Using the BWV significantly improves generalization performance over using the most recent weight vector on

the data sets tested in this paper. Further significant improvement in generalization accuracy can be made by

wagging or averaging BWVs from several different runs on the same training data. The weights in the BWV which

are responsible for overfitting will generally not be strongly supported by elements in the training set, and so will

tend to have high variance between separate training runs on the same training data. Wagging can be viewed as an

attempt to average out these weights so that their effect will be minimized. The improvement in test set accuracy

29

that wagging makes on the data sets used in this paper is slightly better than that gained from bagging, with the

advantage over bagging that only a single weight vector need be stored. In addition, wagging produced test set

scores which are on average better than any of the other learning algorithms compared in this paper.

6.1 Future work

It should be possible to further improve the generalization results for an SLP. We did not implement any

procedure (other than limiting the maximum number of training iterations) to keep weight magnitudes relatively

equal across separate training runs. When averaging weights, if one of the SLPs has extremely large weights in

comparison with the other SLPs then it will tend to dominate the average. By not implementing a procedure to keep

weight magnitudes in line, this could lead to a situation where the average weights perform no differently than the

SLP that has the largest weights. So, it may be possible to improve the generalization results of the wagged SLP

even further by normalizing the weight vectors before averaging them, or perhaps by using some form of weight

decay to keep weights from having overly large magnitude.

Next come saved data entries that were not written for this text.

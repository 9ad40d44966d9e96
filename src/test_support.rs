//! In-memory doubles for the storage and embedding seams.

use std::collections::HashMap;
use std::sync::atomic::{AtomicUsize, Ordering};
use std::sync::{Arc, Mutex, MutexGuard};
use std::time::Duration;

use anyhow::Result;
use async_trait::async_trait;
use chrono::{DateTime, Utc};
use sha2::{Digest, Sha256};
use uuid::Uuid;

use crate::models::{
    Clinic, FaqRow, IngestionRun, NewKnowledgeChunk, PricingRow, ReviewRow, RunLogResponse,
    RunQuery, SearchHit,
};
use crate::rag::embeddings::Embedder;
use crate::store::{ClinicLease, ClinicLocks, ClinicStore, KnowledgeStore, RunLog};

pub fn clinic(id: &str, name: &str) -> Clinic {
    Clinic {
        id: id.into(),
        name: name.into(),
        description: None,
        detailed_description: None,
        address: None,
    }
}

pub fn pricing_row(
    id: &str,
    clinic_id: &str,
    treatment: &str,
    price_krw: i64,
    price_jpy: i64,
    promo_price_krw: Option<i64>,
) -> PricingRow {
    PricingRow {
        id: id.into(),
        clinic_id: clinic_id.into(),
        treatment_name: treatment.into(),
        price_krw,
        price_jpy,
        promo_price_krw,
    }
}

pub fn faq_row(id: &str, clinic_id: &str, sort_order: i32) -> FaqRow {
    FaqRow {
        id: id.into(),
        clinic_id: clinic_id.into(),
        question: format!("Question {}?", id),
        answer: format!("Answer {}.", id),
        sort_order,
    }
}

/// Review created `age_minutes` before now.
pub fn review_row(id: &str, clinic_id: &str, rating: i32, age_minutes: i64) -> ReviewRow {
    ReviewRow {
        id: id.into(),
        clinic_id: clinic_id.into(),
        rating,
        content: format!("Review {}", id),
        created_at: Utc::now() - chrono::Duration::minutes(age_minutes),
    }
}

#[derive(Debug, Clone)]
pub struct StoredChunk {
    pub id: Uuid,
    pub clinic_id: String,
    pub content: String,
    pub embedding: Vec<f32>,
    pub metadata: serde_json::Value,
    pub created_at: DateTime<Utc>,
}

#[derive(Default)]
struct Failures {
    clinic: bool,
    pricing: bool,
    delete: bool,
    locks: bool,
    insert_containing: Option<String>,
}

#[derive(Default)]
struct Inner {
    clinics: HashMap<String, Clinic>,
    pricing: Vec<PricingRow>,
    faqs: Vec<FaqRow>,
    reviews: Vec<ReviewRow>,
    chunks: Vec<StoredChunk>,
    runs: Vec<IngestionRun>,
    events: Vec<String>,
    failures: Failures,
}

/// Clinic tables, knowledge table, clinic locks and run log in one
/// process-local store. Managers sharing a store share its clinic locks the
/// way separate processes share Postgres advisory locks.
#[derive(Default)]
pub struct MemoryStore {
    inner: Mutex<Inner>,
    clinic_locks: Mutex<HashMap<String, Arc<tokio::sync::Mutex<()>>>>,
}

impl MemoryStore {
    pub fn new() -> Self {
        Self::default()
    }

    fn lock(&self) -> MutexGuard<'_, Inner> {
        self.inner.lock().unwrap()
    }

    pub fn add_clinic(&self, clinic: Clinic) {
        self.lock().clinics.insert(clinic.id.clone(), clinic);
    }

    pub fn add_pricing(&self, row: PricingRow) {
        self.lock().pricing.push(row);
    }

    pub fn add_faq(&self, row: FaqRow) {
        self.lock().faqs.push(row);
    }

    pub fn add_review(&self, row: ReviewRow) {
        self.lock().reviews.push(row);
    }

    pub fn put_chunk(&self, clinic_id: &str, content: &str, embedding: Vec<f32>) {
        self.lock().chunks.push(StoredChunk {
            id: Uuid::new_v4(),
            clinic_id: clinic_id.into(),
            content: content.into(),
            embedding,
            metadata: serde_json::json!({}),
            created_at: Utc::now(),
        });
    }

    pub fn fail_clinic_lookup(&self) {
        self.lock().failures.clinic = true;
    }

    pub fn fail_pricing(&self) {
        self.lock().failures.pricing = true;
    }

    pub fn fail_delete(&self) {
        self.lock().failures.delete = true;
    }

    pub fn fail_locks(&self) {
        self.lock().failures.locks = true;
    }

    pub fn fail_inserts_containing(&self, marker: &str) {
        self.lock().failures.insert_containing = Some(marker.to_string());
    }

    pub fn chunks_for(&self, clinic_id: &str) -> Vec<StoredChunk> {
        self.lock()
            .chunks
            .iter()
            .filter(|c| c.clinic_id == clinic_id)
            .cloned()
            .collect()
    }

    pub fn count(&self, clinic_id: &str) -> usize {
        self.chunks_for(clinic_id).len()
    }

    pub fn total_chunks(&self) -> usize {
        self.lock().chunks.len()
    }

    /// `delete:<clinic>` / `insert:<clinic>` in the order they happened.
    pub fn events(&self) -> Vec<String> {
        self.lock().events.clone()
    }

    pub fn runs(&self) -> Vec<IngestionRun> {
        self.lock().runs.clone()
    }
}

#[async_trait]
impl ClinicStore for MemoryStore {
    async fn fetch_clinic(&self, clinic_id: &str) -> Result<Option<Clinic>> {
        let inner = self.lock();
        anyhow::ensure!(!inner.failures.clinic, "clinic lookup unavailable");
        Ok(inner.clinics.get(clinic_id).cloned())
    }

    async fn fetch_pricing(&self, clinic_id: &str) -> Result<Vec<PricingRow>> {
        let inner = self.lock();
        anyhow::ensure!(!inner.failures.pricing, "pricing table unavailable");
        Ok(inner.pricing.iter().filter(|r| r.clinic_id == clinic_id).cloned().collect())
    }

    async fn fetch_faqs(&self, clinic_id: &str) -> Result<Vec<FaqRow>> {
        let mut rows: Vec<FaqRow> = self
            .lock()
            .faqs
            .iter()
            .filter(|r| r.clinic_id == clinic_id)
            .cloned()
            .collect();
        rows.sort_by_key(|r| r.sort_order);
        Ok(rows)
    }

    async fn fetch_recent_reviews(&self, clinic_id: &str, limit: i64) -> Result<Vec<ReviewRow>> {
        let mut rows: Vec<ReviewRow> = self
            .lock()
            .reviews
            .iter()
            .filter(|r| r.clinic_id == clinic_id)
            .cloned()
            .collect();
        rows.sort_by(|a, b| b.created_at.cmp(&a.created_at));
        rows.truncate(limit.max(0) as usize);
        Ok(rows)
    }

    async fn list_clinic_ids(&self) -> Result<Vec<String>> {
        let mut ids: Vec<String> = self.lock().clinics.keys().cloned().collect();
        ids.sort();
        Ok(ids)
    }
}

#[async_trait]
impl KnowledgeStore for MemoryStore {
    async fn delete_for_clinic(&self, clinic_id: &str) -> Result<u64> {
        let mut inner = self.lock();
        anyhow::ensure!(!inner.failures.delete, "delete rejected");
        let before = inner.chunks.len();
        inner.chunks.retain(|c| c.clinic_id != clinic_id);
        let removed = (before - inner.chunks.len()) as u64;
        inner.events.push(format!("delete:{}", clinic_id));
        Ok(removed)
    }

    async fn insert_chunk(&self, chunk: NewKnowledgeChunk) -> Result<Uuid> {
        let mut inner = self.lock();
        if let Some(marker) = &inner.failures.insert_containing {
            anyhow::ensure!(!chunk.content.contains(marker.as_str()), "insert rejected");
        }
        let id = Uuid::new_v4();
        inner.events.push(format!("insert:{}", chunk.clinic_id));
        inner.chunks.push(StoredChunk {
            id,
            clinic_id: chunk.clinic_id,
            content: chunk.content,
            embedding: chunk.embedding,
            metadata: chunk.metadata,
            created_at: Utc::now(),
        });
        Ok(id)
    }

    async fn count_for_clinic(&self, clinic_id: &str) -> Result<i64> {
        Ok(self.count(clinic_id) as i64)
    }

    async fn search(
        &self,
        embedding: Vec<f32>,
        clinic_id: Option<&str>,
        limit: i64,
    ) -> Result<Vec<SearchHit>> {
        let mut hits: Vec<SearchHit> = self
            .lock()
            .chunks
            .iter()
            .filter(|c| clinic_id.map_or(true, |id| c.clinic_id == id))
            .map(|c| SearchHit {
                clinic_id: c.clinic_id.clone(),
                content: c.content.clone(),
                metadata: c.metadata.clone(),
                distance: cosine_distance(&embedding, &c.embedding),
            })
            .collect();
        hits.sort_by(|a, b| a.distance.total_cmp(&b.distance));
        hits.truncate(limit.max(0) as usize);
        Ok(hits)
    }
}

struct MemoryLease {
    _guard: tokio::sync::OwnedMutexGuard<()>,
}

#[async_trait]
impl ClinicLease for MemoryLease {
    async fn release(self: Box<Self>) -> Result<()> {
        Ok(())
    }
}

#[async_trait]
impl ClinicLocks for MemoryStore {
    async fn acquire(&self, clinic_id: &str) -> Result<Box<dyn ClinicLease>> {
        anyhow::ensure!(!self.lock().failures.locks, "lock service unavailable");
        let lock = self
            .clinic_locks
            .lock()
            .unwrap()
            .entry(clinic_id.to_string())
            .or_default()
            .clone();
        let guard = lock.lock_owned().await;
        Ok(Box::new(MemoryLease { _guard: guard }))
    }
}

#[async_trait]
impl RunLog for MemoryStore {
    async fn record(&self, run: &IngestionRun) -> Result<()> {
        self.lock().runs.push(run.clone());
        Ok(())
    }

    async fn recent(&self, query: &RunQuery) -> Result<RunLogResponse> {
        let mut runs: Vec<IngestionRun> = self
            .lock()
            .runs
            .iter()
            .filter(|r| query.clinic_id.as_deref().map_or(true, |id| r.clinic_id == id))
            .cloned()
            .collect();
        runs.sort_by(|a, b| b.started_at.cmp(&a.started_at));
        let total = runs.len() as i64;
        let offset = query.offset.unwrap_or(0).max(0) as usize;
        let limit = query.limit.unwrap_or(50).max(0) as usize;
        let runs = runs.into_iter().skip(offset).take(limit).collect();
        Ok(RunLogResponse { runs, total })
    }
}

fn cosine_distance(a: &[f32], b: &[f32]) -> f64 {
    let dot: f64 = a.iter().zip(b).map(|(x, y)| (*x as f64) * (*y as f64)).sum();
    let norm_a: f64 = a.iter().map(|x| (*x as f64).powi(2)).sum::<f64>().sqrt();
    let norm_b: f64 = b.iter().map(|x| (*x as f64).powi(2)).sum::<f64>().sqrt();
    if norm_a == 0.0 || norm_b == 0.0 {
        return 1.0;
    }
    1.0 - dot / (norm_a * norm_b)
}

/// Deterministic embedder: vectors derive from a hash of the text.
pub struct ScriptedEmbedder {
    dims: usize,
    reported_dims: usize,
    fail_markers: Vec<String>,
    delay: Duration,
    calls: AtomicUsize,
}

impl ScriptedEmbedder {
    pub fn new(dims: usize) -> Self {
        Self {
            dims,
            reported_dims: dims,
            fail_markers: Vec::new(),
            delay: Duration::ZERO,
            calls: AtomicUsize::new(0),
        }
    }

    /// Fails every text containing `marker`.
    pub fn failing_on(mut self, marker: &str) -> Self {
        self.fail_markers.push(marker.to_string());
        self
    }

    /// Claims a dimension different from the vectors it produces.
    pub fn reporting_dimensions(mut self, dims: usize) -> Self {
        self.reported_dims = dims;
        self
    }

    pub fn with_delay(mut self, delay: Duration) -> Self {
        self.delay = delay;
        self
    }

    pub fn calls(&self) -> usize {
        self.calls.load(Ordering::SeqCst)
    }

    pub fn vector_for(&self, text: &str) -> Vec<f32> {
        let digest = Sha256::digest(text.as_bytes());
        let mut vector: Vec<f32> = (0..self.dims)
            .map(|i| (digest[i % digest.len()] ^ (i as u8)) as f32 / 255.0 - 0.5)
            .collect();
        if let Some(first) = vector.first_mut() {
            *first = 1.0;
        }
        vector
    }
}

#[async_trait]
impl Embedder for ScriptedEmbedder {
    fn dimensions(&self) -> usize {
        self.reported_dims
    }

    async fn embed(&self, text: &str) -> Result<Vec<f32>> {
        self.calls.fetch_add(1, Ordering::SeqCst);
        if !self.delay.is_zero() {
            tokio::time::sleep(self.delay).await;
        }
        if let Some(marker) = self.fail_markers.iter().find(|m| text.contains(m.as_str())) {
            anyhow::bail!("embedding quota exceeded for text containing {:?}", marker);
        }
        Ok(self.vector_for(text))
    }
}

Another area where improvements can be made is in the training procedure itself. A more stable, asymptotic

training method might lead to better weight vector estimates and thus a better average weight vector. We have done

some experiments where we have tried to smooth the transition from one weight vector to the next during training by

using a local windowed averaging scheme. By combining this smoothing technique with a momentum term we have

been able to improve convergence times by an order of magnitude on the sonar data set (from over 40,000 iterations

down to about 2,000).

Currently we are focusing our research on using wagging with multi-layer networks. Work which has already

been done on this prebiases the weight vector to be in a certain area of the weight space through an initial training

run that uses all of the available training data, and then creates multiple copies of this weight vector and continues

training each on a different portion of the training data [29]. By so doing, the corresponding weights from different

copies of the network will be slightly different but still tend to perform the same function, and it therefore makes

sense to average them. This technique leads to improved generalization performance, at least on the few data sets

tested.

One of the drawbacks of this approach is that the weights are prebiased to be in a single area of the weight space

based only upon a single training run using a single network. It could be advantageous to explore more areas of the

30

weight space by training multiple independent network copies. Another drawback is that the multiple network

copies are only trained on a portion of the available training data. We will focus on strategies which always use all

of the available data and explore a larger area in weight space, and then slowly force or urge weights to functionally

correspond across multiple network copies, and finally average these weights to obtain a single averaged network.

We will also look at constraining the network architecture so that weights are guaranteed to functionally correspond

across different networks and training runs. We expect that in general a wagged network will exhibit better

generalization performance than a non-wagged network.